Phenotypic links among life-history stages are complex and context-dependent in a marine invertebrate: interactions among offspring size, larval nutrition and postmetamorphic density

Authors: Richard M Allen and Dustin J Marshall

Published in: Functional Ecology, volume 27, issue 6 (December 2013)


Examples of simple phenotypic relationships, where variation in one stage directly affects phenotypic variation in a subsequent stage, are documented in most taxa. However, environmental variation can mediate these relationships, and because most organisms develop through multiple life-history stages, each stage-dependent environment has the potential to create new phenotypic relationships and interfere with existing relationships.

Despite the likelihood of complex phenotypic interactions among life-history stages, and the potential for these interactions to resonate throughout the life history, there are few tests of the problem and few predictions of how these phenotypic interactions are resolved.

Hydroides diramphus
Hydroides diramphus, a polychaete tube worm found in cosmopolitan benthic marine assemblages. Image by Richard Allen.

Here, we examined the interdependent effects of three sources of phenotypic variation on the performance of a marine tube worm. Sources of phenotypic variation included: offspring size, larval nutrition and juvenile density.
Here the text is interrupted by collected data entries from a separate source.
use eframe::egui::{self, Color32, RichText, Ui};

// ---------------------------------------------------------------------------
// KPI card
// ---------------------------------------------------------------------------

/// A framed head-count with an optional percentage bar.
pub fn kpi_card(ui: &mut Ui, title: &str, value: usize, pct: Option<f64>, color: Color32) {
    egui::Frame::group(ui.style())
        .fill(Color32::from_rgb(0x00, 0x3d, 0x4d))
        .show(ui, |ui: &mut Ui| {
            ui.set_min_width(ui.available_width());
            ui.label(RichText::new(title).color(Color32::from_gray(0xd9)));
            let text = match pct {
                Some(p) => format!("{value}  ({p:.2}%)"),
                None => value.to_string(),
            };
            ui.label(RichText::new(text).size(24.0).strong().color(Color32::from_gray(0xd9)));
            let fraction = pct.map_or(1.0, |p| (p / 100.0).clamp(0.0, 1.0) as f32);
            ui.add(egui::ProgressBar::new(fraction).fill(color).desired_height(6.0));
        });
}

// ---------------------------------------------------------------------------
// Section helpers
// ---------------------------------------------------------------------------

/// The guiding questions shown at the top of an analysis section.
pub fn questions<S: AsRef<str>>(ui: &mut Ui, items: &[S]) {
    egui::Frame::group(ui.style()).show(ui, |ui: &mut Ui| {
        ui.label(RichText::new("QUESTIONS").strong().color(Color32::LIGHT_BLUE));
        for q in items {
            ui.label(format!("• {}", q.as_ref()));
        }
    });
    ui.add_space(4.0);
}

/// Collapsible "View insights..." box closing an analysis section.
pub fn insights(ui: &mut Ui, id_salt: &str, default_open: bool, items: &[String]) {
    egui::CollapsingHeader::new("View insights...")
        .id_salt(id_salt)
        .default_open(default_open)
        .show(ui, |ui: &mut Ui| {
            egui::Frame::group(ui.style()).show(ui, |ui: &mut Ui| {
                ui.label(RichText::new("INSIGHTS").strong().color(Color32::from_rgb(0xff, 0xc1, 0x07)));
                for item in items {
                    ui.label(format!("• {item}"));
                }
            });
        });
}

/// Collapsible analysis section.
pub fn section(ui: &mut Ui, title: &str, default_open: bool, add_contents: impl FnOnce(&mut Ui)) {
    egui::CollapsingHeader::new(RichText::new(title).strong().size(16.0))
        .id_salt(title)
        .default_open(default_open)
        .show(ui, add_contents);
    ui.separator();
}
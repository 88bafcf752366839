mod app;
mod color;
mod config;
mod data;
mod error;
mod state;
mod ui;

use std::path::PathBuf;

use anyhow::anyhow;
use app::HrDashboardApp;
use clap::Parser;
use config::AppConfig;
use eframe::egui;

/// Interactive HR analytics dashboard.
#[derive(Parser, Debug)]
#[command(version, about)]
struct Cli {
    /// HR data file (csv, json or parquet); overrides the configured one.
    #[arg(short, long)]
    data: Option<PathBuf>,

    /// JSON configuration file.
    #[arg(short, long)]
    config: Option<PathBuf>,
}

fn main() -> anyhow::Result<()> {
    env_logger::init();
    let cli = Cli::parse();
    let config = AppConfig::resolve(cli.config.as_deref(), cli.data)?;
    log::info!("Starting with data file {}", config.data_file.display());

    let options = eframe::NativeOptions {
        viewport: egui::ViewportBuilder::default()
            .with_inner_size([1400.0, 900.0])
            .with_min_inner_size([800.0, 500.0]),
        ..Default::default()
    };

    let title = config.app_title.clone();
    eframe::run_native(
        &title,
        options,
        Box::new(|cc| Ok(Box::new(HrDashboardApp::new(cc, config)))),
    )
    .map_err(|e| anyhow!("UI error: {e}"))
}
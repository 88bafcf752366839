//! egui front-end: panels, tabs and the chart/card building blocks they use.

pub mod attrition;
pub mod capacity;
pub mod panels;
pub mod plot;
pub mod summary;
pub mod widgets;

use std::collections::BTreeMap;

use eframe::egui::Color32;

use crate::color::{generate_palette, ColorMap};
use crate::data::model::CellValue;

/// Turn a value-keyed aggregate into display labels.
pub(crate) fn labelled<T: Copy>(map: &BTreeMap<CellValue, T>) -> Vec<(String, T)> {
    map.iter().map(|(k, v)| (k.to_string(), *v)).collect()
}

/// Colour picker for `n` categories: the department map when it knows the
/// label, otherwise an evenly spaced palette.
pub(crate) fn category_colors(n: usize, departments: Option<&ColorMap>) -> impl Fn(usize, &str) -> Color32 + '_ {
    let palette = generate_palette(n);
    move |i: usize, label: &str| {
        let known = departments
            .map(|m| m.color_for_text(label))
            .filter(|c| *c != Color32::GRAY);
        known.unwrap_or_else(|| palette.get(i).copied().unwrap_or(Color32::GRAY))
    }
}
// ---------------------------------------------------------------------------
// Parquet loader
// ---------------------------------------------------------------------------

/// Load a Parquet file with one scalar column per field.
///
/// Works with files written by both **Pandas** (`df.to_parquet()`) and
/// **Polars** (`df.write_parquet()`).
fn load_parquet(path: &Path) -> DataResult<RawTable> {
    let file = std::fs::File::open(path).map_err(|e| DataError::load(path, e))?;
    let builder = ParquetRecordBatchReaderBuilder::try_new(file)
        .map_err(|e| DataError::load(path, format!("reading parquet metadata: {e}")))?;
    let columns: Vec<String> = builder
        .schema()
        .fields()
        .iter()
        .map(|f| f.name().clone())
        .collect();
    let reader = builder
        .build()
        .map_err(|e| DataError::load(path, format!("building parquet reader: {e}")))?;

    let mut records = Vec::new();

    for batch_result in reader {
        let batch = batch_result
            .map_err(|e| DataError::load(path, format!("reading parquet record batch: {e}")))?;
        let schema = batch.schema();

        for row in 0..batch.num_rows() {
            let rec: EmployeeRecord = schema
                .fields()
                .iter()
                .enumerate()
                .map(|(i, field)| (field.name().clone(), extract_cell(batch.column(i), row)))
                .collect();
            records.push(rec);
        }
    }

    Ok(RawTable { columns, records })
}

/// Extract a single cell from an Arrow column at a given row.
fn extract_cell(col: &Arc<dyn Array>, row: usize) -> CellValue {
    if col.is_null(row) {
        return CellValue::Null;
    }
    let cell = match col.data_type() {
        DataType::Utf8 => col
            .as_string_opt::<i32>()
            .map(|s| CellValue::Text(s.value(row).to_string())),
        DataType::LargeUtf8 => col
            .as_string_opt::<i64>()
            .map(|s| CellValue::Text(s.value(row).to_string())),
        DataType::Int8 => col
            .as_primitive_opt::<Int8Type>()
            .map(|a| CellValue::Integer(a.value(row) as i64)),
        DataType::Int16 => col
            .as_primitive_opt::<Int16Type>()
            .map(|a| CellValue::Integer(a.value(row) as i64)),
        DataType::Int32 => col
            .as_primitive_opt::<Int32Type>()
            .map(|a| CellValue::Integer(a.value(row) as i64)),
        DataType::Int64 => col
            .as_primitive_opt::<Int64Type>()
            .map(|a| CellValue::Integer(a.value(row))),
        DataType::Float32 => col
            .as_primitive_opt::<Float32Type>()
            .map(|a| float_cell(a.value(row) as f64)),
        DataType::Float64 => col
            .as_primitive_opt::<Float64Type>()
            .map(|a| float_cell(a.value(row))),
        DataType::Boolean => col
            .as_boolean_opt()
            .map(|a| CellValue::Bool(a.value(row))),
        _ => None,
    };
    cell.unwrap_or_else(|| CellValue::Text(format!("{:?}", col.data_type())))
}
We found highly context-dependent relationships between these factors and postmetamorphic performance. Within the overarching result of context dependence, we found: interactions could negate and reverse relationships; early-stage phenotypes could persist to postmetamorphosis; later, life-history environments could contribute more to recruit phenotypes than early-stages; and late-stage variation can depend on early-stage phenotypes.

Our results demonstrate that while simple phenotypic links among the egg, larval and post-recruitment stages may be common and important contributors to growth and survival, these relationships should be considered in the context of the organism’s life experience. Each phenotypic link among stages can potentially be complex and depend on prior experience, current state and the subsequent environments experienced.

Full paper

Allen R, Marshall DJ (2013) Phenotypic links among life-history stages are complex and context-dependent in a marine invertebrate: interactions among offspring size, larval nutrition, and post-metamorphic density. Functional Ecology, 27(6): 1358–1366 PDFPDF 390 KB doi: 10.1111/1365-2435.12117

Fertilisation is not a new beginning: sperm environment affects offspring developmental success

Authors: Hannah Ritchie and Dustin J Marshall

Published in: The Journal of Experimental Biology, volume 216 (August 2013)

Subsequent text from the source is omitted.